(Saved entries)

= = = = =

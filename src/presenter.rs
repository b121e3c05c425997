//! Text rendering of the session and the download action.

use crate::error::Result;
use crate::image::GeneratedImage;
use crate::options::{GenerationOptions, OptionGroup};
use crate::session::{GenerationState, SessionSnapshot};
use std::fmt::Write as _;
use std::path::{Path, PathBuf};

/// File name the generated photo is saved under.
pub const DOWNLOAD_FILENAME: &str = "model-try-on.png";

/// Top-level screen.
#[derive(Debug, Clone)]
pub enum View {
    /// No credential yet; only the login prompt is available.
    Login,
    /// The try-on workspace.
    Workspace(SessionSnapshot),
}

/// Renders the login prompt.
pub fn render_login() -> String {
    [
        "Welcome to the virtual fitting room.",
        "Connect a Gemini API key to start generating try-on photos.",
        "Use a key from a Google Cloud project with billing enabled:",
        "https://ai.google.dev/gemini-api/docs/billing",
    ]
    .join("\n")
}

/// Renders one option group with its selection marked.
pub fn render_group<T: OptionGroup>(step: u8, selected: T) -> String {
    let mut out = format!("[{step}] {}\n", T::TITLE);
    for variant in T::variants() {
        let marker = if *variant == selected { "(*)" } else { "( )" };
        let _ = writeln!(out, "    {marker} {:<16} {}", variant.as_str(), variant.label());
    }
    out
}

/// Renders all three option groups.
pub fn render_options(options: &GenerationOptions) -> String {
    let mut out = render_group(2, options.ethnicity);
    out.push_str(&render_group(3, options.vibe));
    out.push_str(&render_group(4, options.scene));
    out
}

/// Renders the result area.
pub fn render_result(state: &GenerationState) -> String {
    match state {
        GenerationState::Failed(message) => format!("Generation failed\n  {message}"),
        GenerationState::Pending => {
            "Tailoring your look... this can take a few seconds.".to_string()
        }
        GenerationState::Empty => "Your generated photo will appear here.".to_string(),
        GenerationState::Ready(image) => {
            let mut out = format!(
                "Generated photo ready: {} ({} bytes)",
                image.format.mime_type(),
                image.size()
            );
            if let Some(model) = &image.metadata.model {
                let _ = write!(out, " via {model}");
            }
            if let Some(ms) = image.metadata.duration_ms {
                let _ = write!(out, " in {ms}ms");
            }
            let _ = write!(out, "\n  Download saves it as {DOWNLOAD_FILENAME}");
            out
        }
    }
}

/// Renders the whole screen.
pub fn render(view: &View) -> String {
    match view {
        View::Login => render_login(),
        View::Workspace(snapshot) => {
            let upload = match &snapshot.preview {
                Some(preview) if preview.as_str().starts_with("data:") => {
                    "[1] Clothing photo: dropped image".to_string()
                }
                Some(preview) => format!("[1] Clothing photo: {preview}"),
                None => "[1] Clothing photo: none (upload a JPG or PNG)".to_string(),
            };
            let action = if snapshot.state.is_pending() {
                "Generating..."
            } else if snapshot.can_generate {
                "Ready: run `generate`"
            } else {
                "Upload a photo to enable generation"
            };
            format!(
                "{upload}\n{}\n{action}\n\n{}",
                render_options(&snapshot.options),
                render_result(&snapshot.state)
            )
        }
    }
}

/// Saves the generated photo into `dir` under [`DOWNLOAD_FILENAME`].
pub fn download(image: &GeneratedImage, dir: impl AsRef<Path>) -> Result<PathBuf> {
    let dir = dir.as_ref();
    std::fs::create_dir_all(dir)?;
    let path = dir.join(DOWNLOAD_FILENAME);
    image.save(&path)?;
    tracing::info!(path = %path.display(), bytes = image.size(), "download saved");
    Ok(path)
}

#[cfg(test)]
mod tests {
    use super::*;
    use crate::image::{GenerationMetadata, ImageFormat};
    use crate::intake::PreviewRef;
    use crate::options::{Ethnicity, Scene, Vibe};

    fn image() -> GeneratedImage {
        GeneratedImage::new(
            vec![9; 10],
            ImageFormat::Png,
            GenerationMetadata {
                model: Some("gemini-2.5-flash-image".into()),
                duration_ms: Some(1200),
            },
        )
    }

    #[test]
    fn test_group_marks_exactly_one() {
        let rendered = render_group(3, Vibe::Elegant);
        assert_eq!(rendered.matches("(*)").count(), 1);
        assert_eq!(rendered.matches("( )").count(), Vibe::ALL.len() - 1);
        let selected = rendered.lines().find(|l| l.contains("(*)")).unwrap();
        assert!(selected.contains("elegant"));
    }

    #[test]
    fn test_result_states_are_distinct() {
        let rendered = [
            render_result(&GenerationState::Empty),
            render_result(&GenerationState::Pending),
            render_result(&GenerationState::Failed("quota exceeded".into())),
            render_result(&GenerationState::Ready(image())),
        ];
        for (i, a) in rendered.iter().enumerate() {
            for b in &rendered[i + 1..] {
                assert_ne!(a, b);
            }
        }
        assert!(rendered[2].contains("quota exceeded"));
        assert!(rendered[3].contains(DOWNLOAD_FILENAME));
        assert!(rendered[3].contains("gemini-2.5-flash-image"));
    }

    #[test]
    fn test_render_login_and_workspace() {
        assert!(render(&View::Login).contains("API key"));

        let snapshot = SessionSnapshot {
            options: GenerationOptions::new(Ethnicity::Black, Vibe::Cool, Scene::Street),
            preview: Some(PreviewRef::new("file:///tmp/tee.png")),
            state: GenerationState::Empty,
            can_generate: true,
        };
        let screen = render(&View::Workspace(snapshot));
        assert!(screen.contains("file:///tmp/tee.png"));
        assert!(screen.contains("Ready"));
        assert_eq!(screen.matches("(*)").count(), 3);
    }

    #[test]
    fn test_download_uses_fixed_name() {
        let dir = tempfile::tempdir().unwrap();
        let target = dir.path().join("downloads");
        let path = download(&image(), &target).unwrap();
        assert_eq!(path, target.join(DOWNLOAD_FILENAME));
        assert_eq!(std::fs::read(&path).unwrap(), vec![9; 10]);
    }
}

= = = = =

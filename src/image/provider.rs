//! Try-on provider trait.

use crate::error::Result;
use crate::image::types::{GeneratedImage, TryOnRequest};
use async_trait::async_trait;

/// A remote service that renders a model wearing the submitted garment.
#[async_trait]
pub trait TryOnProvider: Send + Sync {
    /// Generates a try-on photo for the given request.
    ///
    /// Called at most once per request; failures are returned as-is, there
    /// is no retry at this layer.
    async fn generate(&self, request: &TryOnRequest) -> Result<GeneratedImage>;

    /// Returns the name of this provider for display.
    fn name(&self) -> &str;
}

= = = = =

Output only an exact transcription of the lines above from the one with "filename src/presenter.rs" up to and including the one with "let marker = if".

Response to the exercise:
filename src/presenter.rs
repository b121e3c05c425997
//! Text rendering of the session and the download action.

use crate::error::Result;
use crate::image::GeneratedImage;
use crate::options::{GenerationOptions, OptionGroup};
use crate::session::{GenerationState, SessionSnapshot};
use std::fmt::Write as _;
use std::path::{Path, PathBuf};

/// File name the generated photo is saved under.
pub const DOWNLOAD_FILENAME: &str = "model-try-on.png";

/// Top-level screen.
#[derive(Debug, Clone)]
pub enum View {
    /// No credential yet; only the login prompt is available.
    Login,
    /// The try-on workspace.
    Workspace(SessionSnapshot),
}

/// Renders the login prompt.
pub fn render_login() -> String {
    [
        "Welcome to the virtual fitting room.",
        "Connect a Gemini API key to start generating try-on photos.",
        "Use a key from a Google Cloud project with billing enabled:",
        "https://ai.google.dev/gemini-api/docs/billing",
    ]
    .join("\n")
}

/// Renders one option group with its selection marked.
pub fn render_group<T: OptionGroup>(step: u8, selected: T) -> String {
    let mut out = format!("[{step}] {}\n", T::TITLE);
    for variant in T::variants() {
        let marker = if *variant == selected { "(*)" } else { "( )" };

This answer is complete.